> **Task goal**:
State how many lines in the entries below hold the word "InvalidRequest", with nothing besides the number.

[Saved data entries]
- Opening Delimiter -

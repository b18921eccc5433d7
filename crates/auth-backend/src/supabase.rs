//! Supabase client for the auth (GoTrue) and data (PostgREST) REST APIs.

use crate::{
    AuthBackend, AuthEvent, AuthEventBus, AuthSubscription, BackendError, BackendResult,
    RowFilter, Session, SignUpMetadata, User,
};
use async_trait::async_trait;
use base64::{engine::general_purpose::URL_SAFE_NO_PAD, Engine};
use chrono::{DateTime, Duration, TimeZone, Utc};
use parking_lot::RwLock;
use reqwest::Client;
use serde::de::DeserializeOwned;
use serde::Deserialize;
use std::sync::Arc;
use tracing::{debug, info, warn};
use url::Url;

/// Lifetime assumed when the backend does not say.
const DEFAULT_EXPIRES_IN_SECS: i64 = 3600;

/// Token endpoint response (password, refresh and autoconfirmed sign-up).
#[derive(Debug, Deserialize)]
struct TokenResponse {
    access_token: String,
    #[serde(default)]
    refresh_token: Option<String>,
    #[serde(default)]
    expires_in: Option<i64>,
    #[serde(default)]
    expires_at: Option<i64>,
    user: User,
}

/// GoTrue has used several error body shapes over time.
#[derive(Debug, Default, Deserialize)]
struct ErrorBody {
    #[serde(default)]
    error: Option<String>,
    #[serde(default)]
    error_description: Option<String>,
    #[serde(default)]
    error_code: Option<String>,
    #[serde(default)]
    msg: Option<String>,
    #[serde(default)]
    message: Option<String>,
}

impl ErrorBody {
    fn text(&self) -> Option<String> {
        self.error_description
            .clone()
            .or_else(|| self.msg.clone())
            .or_else(|| self.message.clone())
            .or_else(|| self.error.clone())
    }
}

/// Claims read from an access token payload. The signature is not checked;
/// the backend verifies tokens, this only reads timestamps.
#[derive(Debug, Clone, PartialEq, Eq, Deserialize)]
pub struct JwtClaims {
    pub sub: String,
    #[serde(default)]
    pub exp: Option<i64>,
    #[serde(default)]
    pub iat: Option<i64>,
    #[serde(default)]
    pub email: Option<String>,
}

/// Decode the payload segment of a JWT.
pub fn decode_jwt_claims(token: &str) -> BackendResult<JwtClaims> {
    let payload = token
        .split('.')
        .nth(1)
        .ok_or_else(|| BackendError::Decode("access token is not a JWT".to_string()))?;
    let bytes = URL_SAFE_NO_PAD
        .decode(payload.trim_end_matches('='))
        .map_err(|e| BackendError::Decode(format!("JWT payload: {e}")))?;
    Ok(serde_json::from_slice(&bytes)?)
}

fn timestamp(secs: i64) -> Option<DateTime<Utc>> {
    Utc.timestamp_opt(secs, 0).single()
}

/// Map a non-success response to a typed error.
fn classify_error(status: u16, body: &str) -> BackendError {
    let parsed: ErrorBody = serde_json::from_str(body).unwrap_or_default();
    let message = parsed.text().unwrap_or_else(|| format!("HTTP {status}"));
    let code = parsed
        .error_code
        .as_deref()
        .or(parsed.error.as_deref())
        .unwrap_or("");
    let lower = message.to_ascii_lowercase();

    match code {
        "invalid_credentials" => BackendError::InvalidCredentials(message),
        "user_already_exists" | "email_exists" => BackendError::UserAlreadyExists(message),
        "provider_disabled" | "email_provider_disabled" | "signup_disabled" => {
            BackendError::ProviderDisabled(message)
        }
        _ if lower.contains("invalid login credentials") => {
            BackendError::InvalidCredentials(message)
        }
        _ if lower.contains("already registered") => BackendError::UserAlreadyExists(message),
        _ if lower.contains("not enabled") || lower.contains("signups not allowed") => {
            BackendError::ProviderDisabled(message)
        }
        _ if status == 401 || status == 403 => BackendError::Unauthorized(message),
        _ => BackendError::Http { status, message },
    }
}

async fn read_json<T: DeserializeOwned>(response: reqwest::Response) -> BackendResult<T> {
    let status = response.status();
    if !status.is_success() {
        let body = response.text().await.unwrap_or_default();
        let err = classify_error(status.as_u16(), &body);
        warn!(status = %status, error = %err, "Backend request failed");
        return Err(err);
    }
    Ok(response.json().await?)
}

fn session_from_token(data: TokenResponse) -> Session {
    let now = Utc::now();
    let expires_at = data
        .expires_at
        .and_then(timestamp)
        .or_else(|| data.expires_in.map(|secs| now + Duration::seconds(secs)))
        .unwrap_or_else(|| now + Duration::seconds(DEFAULT_EXPIRES_IN_SECS));

    Session {
        provider: data.user.provider(),
        user_id: data.user.id,
        access_token: data.access_token,
        refresh_token: data.refresh_token,
        issued_at: now,
        expires_at,
    }
}

struct ClientInner {
    http: Client,
    base_url: String,
    api_key: String,
    session: RwLock<Option<Session>>,
    events: AuthEventBus,
}

/// REST client for a Supabase project.
///
/// Holds the current session in memory and broadcasts auth changes. Cloning
/// shares the session and the subscriber list.
#[derive(Clone)]
pub struct SupabaseAuthClient {
    inner: Arc<ClientInner>,
}

impl SupabaseAuthClient {
    /// Create a client for `base_url` (e.g. `https://xyz.supabase.co`).
    pub fn new(base_url: impl Into<String>, api_key: impl Into<String>) -> Self {
        let base_url: String = base_url.into();
        Self {
            inner: Arc::new(ClientInner {
                http: Client::new(),
                base_url: base_url.trim_end_matches('/').to_string(),
                api_key: api_key.into(),
                session: RwLock::new(None),
                events: AuthEventBus::new(),
            }),
        }
    }

    fn auth_url(&self, path: &str) -> String {
        format!("{}/auth/v1{}", self.inner.base_url, path)
    }

    fn store_session(&self, session: &Session, event: fn(Session) -> AuthEvent) {
        *self.inner.session.write() = Some(session.clone());
        self.inner.events.emit(event(session.clone()));
    }

    async fn post_token(&self, grant_type: &str, body: serde_json::Value) -> BackendResult<Session> {
        let url = self.auth_url(&format!("/token?grant_type={grant_type}"));
        debug!(url = %url, "Requesting token");

        let response = self
            .inner
            .http
            .post(&url)
            .header("apikey", &self.inner.api_key)
            .json(&body)
            .send()
            .await?;

        let data: TokenResponse = read_json(response).await?;
        Ok(session_from_token(data))
    }
}

#[async_trait]
impl AuthBackend for SupabaseAuthClient {
    async fn sign_in_with_password(&self, email: &str, secret: &str) -> BackendResult<Session> {
        let session = self
            .post_token(
                "password",
                serde_json::json!({ "email": email, "password": secret }),
            )
            .await?;

        info!(user_id = %session.user_id, "Password sign-in succeeded");
        self.store_session(&session, AuthEvent::SignedIn);
        Ok(session)
    }

    async fn sign_up(
        &self,
        email: &str,
        secret: &str,
        metadata: &SignUpMetadata,
    ) -> BackendResult<Option<Session>> {
        let url = self.auth_url("/signup");
        debug!(url = %url, provider = %metadata.provider, "Signing up");

        let response = self
            .inner
            .http
            .post(&url)
            .header("apikey", &self.inner.api_key)
            .json(&serde_json::json!({
                "email": email,
                "password": secret,
                "data": metadata,
            }))
            .send()
            .await?;

        let body: serde_json::Value = read_json(response).await?;
        if body.get("access_token").is_none() {
            info!("Sign-up accepted, confirmation pending");
            return Ok(None);
        }

        let session = session_from_token(serde_json::from_value(body)?);
        info!(user_id = %session.user_id, "Sign-up succeeded");
        self.store_session(&session, AuthEvent::SignedIn);
        Ok(Some(session))
    }

    async fn sign_in_with_oauth(&self, provider: &str, redirect_to: &str) -> BackendResult<String> {
        let url = Url::parse_with_params(
            &self.auth_url("/authorize"),
            &[("provider", provider), ("redirect_to", redirect_to)],
        )
        .map_err(|e| BackendError::InvalidRequest(e.to_string()))?;
        Ok(url.into())
    }

    async fn get_session(&self) -> BackendResult<Option<Session>> {
        Ok(self.inner.session.read().clone())
    }

    fn on_auth_state_change(&self) -> AuthSubscription {
        let current = self.inner.session.read().clone();
        self.inner
            .events
            .subscribe(AuthEvent::InitialSession(current))
    }

    async fn sign_out(&self) -> BackendResult<()> {
        let session = self.inner.session.write().take();
        self.inner.events.emit(AuthEvent::SignedOut);

        let Some(session) = session else {
            return Ok(());
        };

        let url = self.auth_url("/logout");
        let response = self
            .inner
            .http
            .post(&url)
            .header("apikey", &self.inner.api_key)
            .bearer_auth(&session.access_token)
            .send()
            .await?;

        let status = response.status();
        // Already revoked or unknown: nothing left to do remotely.
        if status.is_success() || status.as_u16() == 401 || status.as_u16() == 404 {
            info!(user_id = %session.user_id, "Signed out");
            return Ok(());
        }

        let body = response.text().await.unwrap_or_default();
        Err(classify_error(status.as_u16(), &body))
    }

    async fn update(
        &self,
        table: &str,
        filter: &[RowFilter],
        patch: &serde_json::Value,
    ) -> BackendResult<Vec<serde_json::Value>> {
        if filter.is_empty() {
            return Err(BackendError::InvalidRequest(format!(
                "refusing unfiltered update of {table}"
            )));
        }

        let access_token = self
            .inner
            .session
            .read()
            .as_ref()
            .map(|s| s.access_token.clone())
            .ok_or(BackendError::NoSession)?;

        let mut url = Url::parse(&format!("{}/rest/v1/{}", self.inner.base_url, table))
            .map_err(|e| BackendError::InvalidRequest(e.to_string()))?;
        {
            let mut query = url.query_pairs_mut();
            for f in filter {
                query.append_pair(&f.column, &format!("eq.{}", f.value));
            }
        }

        debug!(table = %table, filters = filter.len(), "Updating rows");

        let response = self
            .inner
            .http
            .patch(url)
            .header("apikey", &self.inner.api_key)
            .header("Prefer", "return=representation")
            .bearer_auth(access_token)
            .json(patch)
            .send()
            .await?;

        read_json(response).await
    }

    async fn get_user(&self, access_token: &str) -> BackendResult<User> {
        let url = self.auth_url("/user");
        debug!(url = %url, "Verifying access token");

        let response = self
            .inner
            .http
            .get(&url)
            .header("apikey", &self.inner.api_key)
            .bearer_auth(access_token)
            .send()
            .await?;

        read_json(response).await
    }

    async fn refresh_session(&self, refresh_token: &str) -> BackendResult<Session> {
        let session = self
            .post_token(
                "refresh_token",
                serde_json::json!({ "refresh_token": refresh_token }),
            )
            .await?;

        info!(user_id = %session.user_id, "Token refreshed");
        self.store_session(&session, AuthEvent::TokenRefreshed);
        Ok(session)
    }

    async fn set_session(
        &self,
        access_token: &str,
        refresh_token: Option<&str>,
    ) -> BackendResult<Session> {
        let user = self.get_user(access_token).await?;

        let now = Utc::now();
        let claims = decode_jwt_claims(access_token).ok();
        let issued_at = claims
            .as_ref()
            .and_then(|c| c.iat)
            .and_then(timestamp)
            .unwrap_or(now);
        let expires_at = claims
            .as_ref()
            .and_then(|c| c.exp)
            .and_then(timestamp)
            .unwrap_or_else(|| now + Duration::seconds(DEFAULT_EXPIRES_IN_SECS));

        let session = Session {
            provider: user.provider(),
            user_id: user.id,
            access_token: access_token.to_string(),
            refresh_token: refresh_token.map(str::to_string),
            issued_at,
            expires_at,
        };

        info!(user_id = %session.user_id, "Session adopted");
        self.store_session(&session, AuthEvent::SignedIn);
        Ok(session)
    }
}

- Closing Delimiter -

> **Output**:
3